Effect of sodium para-aminosalicylate on oxygen affinity in normal, sickle and fetal human blood

Abstract

Sodium para-aminosalicylate (sodium salt of 2-hydroxy-4-aminobenzoic acid, Na-PAS) lowers the oxygen affinity of normal adult human placental, heterozygous and homozygous sickle cell anemic whole blood at 37 degrees C. The reduction of oxygen affinity is related to the type of hemoglobin in the blood.
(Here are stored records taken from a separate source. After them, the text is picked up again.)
//! Domain layer for persisted run state
//!
//! # Documents
//!
//! - `ProcessingIndex`: per-file fingerprints recorded after successful processing
//! - `RunCheckpoint`: progress of the current (or last interrupted) run
//!
//! Each document has exactly one owning component in the engine, and that
//! component is the only writer of its backing store.
//!
//! # Port Trait
//!
//! - `StateStore<T>`: load/save/remove of a whole document
//!
//! # Examples
//!
//! ```rust
//! use agent_state::domain::{ProcessingIndex, StateStore};
//! use agent_state::infrastructure::MemoryStore;
//!
//! let store = MemoryStore::<ProcessingIndex>::new();
//! let mut index = ProcessingIndex::default();
//! index.record("src/lib.rs", 1_700_000_000.0, "abc123", Some(1_699_999_999.0), Some(42));
//! store.save(&index).unwrap();
//!
//! let loaded = store.load().unwrap().unwrap();
//! assert_eq!(loaded.entry("src/lib.rs").unwrap().content_hash, "abc123");
//! ```

use chrono::Utc;
use serde::de::DeserializeOwned;
use serde::{Deserialize, Serialize};
use std::collections::{BTreeMap, HashSet};

use crate::Result;

/// Current wall-clock time as fractional seconds since the Unix epoch.
pub fn epoch_now() -> f64 {
    Utc::now().timestamp_micros() as f64 / 1_000_000.0
}

// ═══════════════════════════════════════════════════════════════════════════
// Processing Index
// ═══════════════════════════════════════════════════════════════════════════

/// Borrowed view of one file's recorded state
#[derive(Debug, Clone, PartialEq)]
pub struct IndexEntry<'a> {
    /// When the file was last processed successfully (epoch seconds)
    pub last_processed: f64,
    /// Hex BLAKE3 digest of the content at that time
    pub content_hash: &'a str,
    /// File mtime observed when recorded (absent in older documents)
    pub mtime: Option<f64>,
    /// File size observed when recorded (absent in older documents)
    pub size: Option<u64>,
}

/// Persisted incremental-processing index
///
/// Serialized layout:
///
/// ```json
/// {
///   "last_run_timestamp": 1700000000.5,
///   "processed_files": {"a.py": 1700000000.1},
///   "file_hashes": {"a.py": "af13..."},
///   "file_mtimes": {"a.py": 1699999990.0},
///   "file_sizes": {"a.py": 120},
///   "pending_files": ["b.py"]
/// }
/// ```
///
/// `file_mtimes` and `file_sizes` are optional on read.
#[derive(Debug, Clone, Default, PartialEq, Serialize, Deserialize)]
pub struct ProcessingIndex {
    #[serde(default)]
    pub last_run_timestamp: f64,
    #[serde(default)]
    pub processed_files: BTreeMap<String, f64>,
    #[serde(default)]
    pub file_hashes: BTreeMap<String, String>,
    #[serde(default, skip_serializing_if = "BTreeMap::is_empty")]
    pub file_mtimes: BTreeMap<String, f64>,
    #[serde(default, skip_serializing_if = "BTreeMap::is_empty")]
    pub file_sizes: BTreeMap<String, u64>,
    #[serde(default)]
    pub pending_files: Vec<String>,
}

impl ProcessingIndex {
    pub fn entry(&self, path: &str) -> Option<IndexEntry<'_>> {
        let last_processed = *self.processed_files.get(path)?;
        let content_hash = self.file_hashes.get(path)?;
        Some(IndexEntry {
            last_processed,
            content_hash,
            mtime: self.file_mtimes.get(path).copied(),
            size: self.file_sizes.get(path).copied(),
        })
    }

    /// Record a successful processing of `path` and drop it from the pending set
    pub fn record(
        &mut self,
        path: impl Into<String>,
        processed_at: f64,
        content_hash: impl Into<String>,
        mtime: Option<f64>,
        size: Option<u64>,
    ) {
        let path = path.into();
        self.processed_files.insert(path.clone(), processed_at);
        self.file_hashes.insert(path.clone(), content_hash.into());
        match mtime {
            Some(m) => self.file_mtimes.insert(path.clone(), m),
            None => self.file_mtimes.remove(&path),
        };
        match size {
            Some(s) => self.file_sizes.insert(path.clone(), s),
            None => self.file_sizes.remove(&path),
        };
        self.remove_pending(&path);
    }

    /// Forget everything recorded for `path`
    pub fn forget(&mut self, path: &str) {
        self.processed_files.remove(path);
        self.file_hashes.remove(path);
        self.file_mtimes.remove(path);
        self.file_sizes.remove(path);
        self.remove_pending(path);
    }

    /// Append paths to the pending set, keeping first-insertion order
    pub fn add_pending<I, S>(&mut self, paths: I)
    where
        I: IntoIterator<Item = S>,
        S: Into<String>,
    {
        let mut seen: HashSet<String> = self.pending_files.iter().cloned().collect();
        for path in paths {
            let path = path.into();
            if seen.insert(path.clone()) {
                self.pending_files.push(path);
            }
        }
    }

    pub fn remove_pending(&mut self, path: &str) -> bool {
        let before = self.pending_files.len();
        self.pending_files.retain(|p| p != path);
        before != self.pending_files.len()
    }

    /// Close out a run: stamp the run time and clear the pending set
    pub fn complete_run(&mut self, now: f64) {
        self.last_run_timestamp = now;
        self.pending_files.clear();
    }

    pub fn len(&self) -> usize {
        self.processed_files.len()
    }

    pub fn is_empty(&self) -> bool {
        self.processed_files.is_empty()
    }
}

// ═══════════════════════════════════════════════════════════════════════════
// Run Checkpoint
// ═══════════════════════════════════════════════════════════════════════════

/// Durable progress record for a run
///
/// Serialized layout:
///
/// ```json
/// {
///   "shutdown_requested": false,
///   "current_file": "b.py",
///   "completed_files": ["a.py"],
///   "pending_files": ["b.py", "c.py"],
///   "start_time": 1700000000.0
/// }
/// ```
#[derive(Debug, Clone, Default, PartialEq, Serialize, Deserialize)]
pub struct RunCheckpoint {
    #[serde(default)]
    pub shutdown_requested: bool,
    #[serde(default)]
    pub current_file: Option<String>,
    #[serde(default)]
    pub completed_files: Vec<String>,
    #[serde(default)]
    pub pending_files: Vec<String>,
    #[serde(default)]
    pub start_time: f64,
}

impl RunCheckpoint {
    pub fn new(pending_files: Vec<String>, start_time: f64) -> Self {
        Self {
            pending_files,
            start_time,
            ..Default::default()
        }
    }

    /// Move `path` from pending to completed
    ///
    /// Completing the same path twice is a no-op.
    pub fn mark_completed(&mut self, path: &str) {
        self.pending_files.retain(|p| p != path);
        if !self.completed_files.iter().any(|p| p == path) {
            self.completed_files.push(path.to_string());
        }
        if self.current_file.as_deref() == Some(path) {
            self.current_file = None;
        }
    }

    /// Replace the pending list; paths already completed are filtered out
    pub fn set_pending(&mut self, pending: Vec<String>) {
        let done: HashSet<&str> = self.completed_files.iter().map(String::as_str).collect();
        let mut seen = HashSet::new();
        self.pending_files = pending
            .into_iter()
            .filter(|p| !done.contains(p.as_str()) && seen.insert(p.clone()))
            .collect();
    }

    pub fn is_completed(&self, path: &str) -> bool {
        self.completed_files.iter().any(|p| p == path)
    }
}

// ═══════════════════════════════════════════════════════════════════════════
// Port Trait
// ═══════════════════════════════════════════════════════════════════════════

/// Whole-document persistence for one state document type
///
/// `save` must be atomic with respect to readers: a concurrent or later
/// `load` observes either the previous document or the new one, never a
/// partial write.
pub trait StateStore<T>: Send + Sync
where
    T: Serialize + DeserializeOwned,
{
    /// Load the document. `Ok(None)` when nothing has been saved yet.
    fn load(&self) -> Result<Option<T>>;

    /// Replace the stored document
    fn save(&self, doc: &T) -> Result<()>;

    /// Delete the stored document (no-op when absent)
    fn remove(&self) -> Result<()>;

    fn exists(&self) -> bool;

    /// Human-readable location for log messages
    fn location(&self) -> String;
}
The mean P50 +/- S.E. at pH 7.40 for normal, placental, heterozygoud and homozygous sickle cell anemic blood in 26.2 +/- 0.1, 20.8 +/- 0.3, 26.8 +/- 0.3 and 31.0 +/- 0.5 mm Hg; in the presence of 5.7 mmol of Na-PAS per liter of blood the P50 values are increased to 28.0 +/- 0.3, 22.9 +/- 0.8, 30.5 +/- 0.6 and 33.9 +/- 0.3 mm Hg, respectively. The Bohr effect in normal and placental blood at this Na-PAS concentration is essentially unchanged: in heterozygous and homozygous sickle cell anemic blood, the Bohr factor (deta log P50/deta pH) is reduced from -0.48 +/- 0.02 to -0.41 +/- 0.01 and from -0.53 +/- 0.03 to -0.48 +/- 0.01. The Hill constants (n) of normal and placental blood are not affected by Na-PAS. In homozygous and heterozygous sickle blood, high concentrations of Na-PAS (22.9 mmol/l) decrease the Hill constant from 2.55 to 2.35 and from 2.56 to 2.28, respectively. Na-PAS is more firmly bound to red blood cells than to plasma. The binding of Na-PAS is probably primarily ionic in nature since the drug can be almost completely removed from blood components by dialysis. The changes in oxygen affinity caused by Na-PAS are consistent with conformational changes (R leads to T) which enhance the presence of deoxyhemoglobin.